What Is Customer Lifetime Value?
Customer Lifetime Value (CLV or LTV) is the total revenue a business can reasonably expect from a single customer over the entire span of their relationship. It is one of the most important metrics in marketing and unit economics because it tells you how much you can afford to spend acquiring a customer while staying profitable. This calculator uses the simple, widely-taught CLV model based on three inputs you can pull from any sales report.

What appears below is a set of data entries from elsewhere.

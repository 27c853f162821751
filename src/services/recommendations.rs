use rand::{rngs::StdRng, Rng, SeedableRng};
use std::cmp::Ordering;
use std::collections::HashSet;

use crate::models::{Action, Book, ChoiceEvent, SessionState};

/// Half-life of a like: after this long it counts half as much
pub const HALF_LIFE_MS: f64 = 7.0 * 24.0 * 3600.0 * 1000.0;
pub const AUTHOR_WEIGHT: f64 = 3.0;
pub const GENRE_WEIGHT: f64 = 2.0;
/// Upper bound (exclusive) of the random variety term added to every score
pub const DEFAULT_JITTER: f64 = 0.05;

/// Exponential recency decay for a like that is `age_ms` old
///
/// Ages below zero (clock skew) are treated as zero, so the weight is in (0, 1].
pub fn recency_weight(age_ms: i64) -> f64 {
    let age = age_ms.max(0) as f64;
    (-(std::f64::consts::LN_2 / HALF_LIFE_MS) * age).exp()
}

/// Affinity of `book` to the liked history, without jitter
pub fn affinity(book: &Book, liked: &[ChoiceEvent], now_ms: i64) -> f64 {
    liked
        .iter()
        .filter(|entry| entry.action == Action::Like)
        .map(|entry| {
            let w = recency_weight(now_ms - entry.timestamp);
            let mut score = 0.0;
            if entry.book.author == book.author {
                score += AUTHOR_WEIGHT * w;
            }
            if entry.book.genre == book.genre {
                score += GENRE_WEIGHT * w;
            }
            score
        })
        .sum()
}

/// Orders undecided catalog books by affinity to what the user liked
pub struct Recommender<R: Rng = StdRng> {
    rng: R,
    jitter: f64,
}

impl Recommender<StdRng> {
    /// Seeded when a seed is given, entropy-backed otherwise
    pub fn new(seed: Option<u64>) -> Self {
        let rng = match seed {
            Some(seed) => StdRng::seed_from_u64(seed),
            None => StdRng::from_entropy(),
        };
        Self::with_rng(rng, DEFAULT_JITTER)
    }

    /// Recommender with no random term; ranking is fully deterministic
    pub fn deterministic() -> Self {
        Self::with_rng(StdRng::seed_from_u64(0), 0.0)
    }
}

impl<R: Rng> Recommender<R> {
    pub fn with_rng(rng: R, jitter: f64) -> Self {
        Self {
            rng,
            jitter: jitter.max(0.0),
        }
    }

    /// Affinity plus a random term in `[0, jitter)`
    pub fn score(&mut self, book: &Book, liked: &[ChoiceEvent], now_ms: i64) -> f64 {
        let variety = if self.jitter > 0.0 {
            self.rng.gen_range(0.0..self.jitter)
        } else {
            0.0
        };
        affinity(book, liked, now_ms) + variety
    }

    /// Catalog minus decided ids, sorted by descending score once anything is liked
    pub fn build_queue(&mut self, catalog: &[Book], state: &SessionState, now_ms: i64) -> Vec<Book> {
        let decided: HashSet<&str> = state
            .liked
            .iter()
            .chain(state.disliked.iter())
            .map(|e| e.book.id.as_str())
            .collect();

        let remaining: Vec<&Book> = catalog
            .iter()
            .filter(|b| !decided.contains(b.id.as_str()))
            .collect();

        if state.liked.is_empty() {
            return remaining.into_iter().cloned().collect();
        }

        let mut scored: Vec<(f64, &Book)> = remaining
            .into_iter()
            .map(|b| (self.score(b, &state.liked, now_ms), b))
            .collect();

        scored.sort_by(|a, b| b.0.partial_cmp(&a.0).unwrap_or(Ordering::Equal));

        tracing::debug!(
            candidates = scored.len(),
            likes = state.liked.len(),
            "Recomputed recommendation queue"
        );

        scored.into_iter().map(|(_, b)| b.clone()).collect()
    }
}

#[cfg(test)]
mod tests {
    use super::*;

    const DAY_MS: i64 = 24 * 3600 * 1000;
    const NOW: i64 = 1_700_000_000_000;

    fn like(book: Book, timestamp: i64) -> ChoiceEvent {
        ChoiceEvent::new(book, Action::Like, timestamp)
    }

    fn catalog() -> Vec<Book> {
        vec![
            Book::new("1", "The Hobbit", "Tolkien", "Fantasy"),
            Book::new("2", "Dune", "Herbert", "Science Fiction"),
            Book::new("3", "Emma", "Austen", "Romance"),
            Book::new("4", "The Silmarillion", "Tolkien", "Fantasy"),
            Book::new("5", "Earthsea", "Le Guin", "Fantasy"),
        ]
    }

    #[test]
    fn test_weight_is_one_at_zero_age() {
        assert_eq!(recency_weight(0), 1.0);
    }

    #[test]
    fn test_weight_halves_after_half_life() {
        let w = recency_weight(7 * DAY_MS);
        assert!((w - 0.5).abs() < 1e-9);
    }

    #[test]
    fn test_weight_decreases_with_age() {
        let mut previous = recency_weight(0);
        for days in 1..60 {
            let w = recency_weight(days * DAY_MS);
            assert!(w < previous, "weight must decrease at day {}", days);
            previous = w;
        }
    }

    #[test]
    fn test_future_timestamp_clamped() {
        assert_eq!(recency_weight(-DAY_MS), 1.0);
    }

    #[test]
    fn test_author_and_genre_match_beats_no_match_by_five_weights() {
        let liked_book = Book::new("x", "Liked", "Tolkien", "Fantasy");
        for age_days in [0, 1, 7, 30] {
            let ts = NOW - age_days * DAY_MS;
            let liked = vec![like(liked_book.clone(), ts)];
            let w = recency_weight(NOW - ts);

            let both = Book::new("a", "A", "Tolkien", "Fantasy");
            let neither = Book::new("b", "B", "Austen", "Romance");

            let diff = affinity(&both, &liked, NOW) - affinity(&neither, &liked, NOW);
            assert!(diff >= 5.0 * w - 1e-12);
        }
    }

    #[test]
    fn test_dislike_entries_do_not_score() {
        let liked = vec![ChoiceEvent::new(
            Book::new("x", "X", "Tolkien", "Fantasy"),
            Action::Dislike,
            NOW,
        )];
        let book = Book::new("a", "A", "Tolkien", "Fantasy");
        assert_eq!(affinity(&book, &liked, NOW), 0.0);
    }

    #[test]
    fn test_jitter_stays_in_range() {
        let mut recommender = Recommender::new(Some(7));
        let book = Book::new("a", "A", "Nobody", "Nothing");
        for _ in 0..200 {
            let s = recommender.score(&book, &[], NOW);
            assert!((0.0..DEFAULT_JITTER).contains(&s));
        }
    }

    #[test]
    fn test_queue_keeps_catalog_order_without_likes() {
        let mut recommender = Recommender::new(None);
        let mut state = SessionState::default();
        state.push(ChoiceEvent::new(catalog()[1].clone(), Action::Dislike, NOW));

        let queue = recommender.build_queue(&catalog(), &state, NOW);
        let ids: Vec<&str> = queue.iter().map(|b| b.id.as_str()).collect();
        assert_eq!(ids, vec!["1", "3", "4", "5"]);
    }

    #[test]
    fn test_queue_ranks_by_affinity() {
        let mut recommender = Recommender::deterministic();
        let mut state = SessionState::default();
        state.push(like(catalog()[0].clone(), NOW));

        let queue = recommender.build_queue(&catalog(), &state, NOW);
        let ids: Vec<&str> = queue.iter().map(|b| b.id.as_str()).collect();
        // same author and genre, then same genre, then the rest in catalog order
        assert_eq!(ids, vec!["4", "5", "2", "3"]);
    }

    #[test]
    fn test_same_seed_same_order() {
        let mut state = SessionState::default();
        state.push(like(catalog()[1].clone(), NOW));

        let first = Recommender::new(Some(99)).build_queue(&catalog(), &state, NOW);
        let second = Recommender::new(Some(99)).build_queue(&catalog(), &state, NOW);
        assert_eq!(first, second);
    }

    #[test]
    fn test_decided_books_never_queued() {
        let mut recommender = Recommender::new(Some(3));
        let books = catalog();
        for mask in 0u32..(1 << books.len()) {
            let mut state = SessionState::default();
            for (i, book) in books.iter().enumerate() {
                if mask & (1 << i) != 0 {
                    let action = if i % 2 == 0 { Action::Like } else { Action::Dislike };
                    state.push(ChoiceEvent::new(book.clone(), action, NOW - i as i64 * DAY_MS));
                }
            }

            let queue = recommender.build_queue(&books, &state, NOW);
            assert!(queue.iter().all(|b| !state.is_decided(&b.id)));
            assert_eq!(queue.len(), books.len() - mask.count_ones() as usize);
        }
    }

    #[test]
    fn test_empty_catalog_gives_empty_queue() {
        let mut recommender = Recommender::new(None);
        let mut state = SessionState::default();
        state.push(like(Book::new("x", "X", "A", "G"), NOW));
        assert!(recommender.build_queue(&[], &state, NOW).is_empty());
    }
}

How to Use This Calculator
Enter three numbers: your Average Order Value (AOV) — the typical dollar amount spent per purchase; your Purchase Frequency — how many times the average customer buys per year; and your Customer Lifespan — how many years the average customer keeps buying from you. Click calculate to see the estimated lifetime revenue, plus annual revenue per customer and total number of purchases.
The Formula Explained
The model multiplies the three drivers of revenue together:
$$\text{CLV} = \text{Average Order Value} \times \text{Purchase Frequency} \times \text{Customer Lifespan}$$
If you increase any single factor — get customers to spend more, buy more often, or stay loyal longer — the lifetime value grows proportionally. Note this simple version is revenue-based; to get profit-based CLV, multiply the result by your gross margin percentage.
Worked Example
Suppose your store has an average order value of $50, customers buy 4 times per year, and they stay with you for 3 years. The math is: $$\$50 \times 4 \times 3 = \mathbf{\$600}$$ That customer is worth about $600 in revenue over their lifetime, with $200 of annual revenue and 12 total purchases. If your gross margin is 40%, the profit-based CLV would be \(\$600 \times 0.40 = \$240\).
FAQ
Is this revenue or profit? This simple model returns revenue. Multiply by your gross margin to estimate profit.
How do I find purchase frequency? Divide total orders in a period by the number of unique customers, then annualize it.
Why does CLV matter? It sets the ceiling for your customer acquisition cost (CAC). A healthy business typically keeps CLV at least 3× higher than CAC.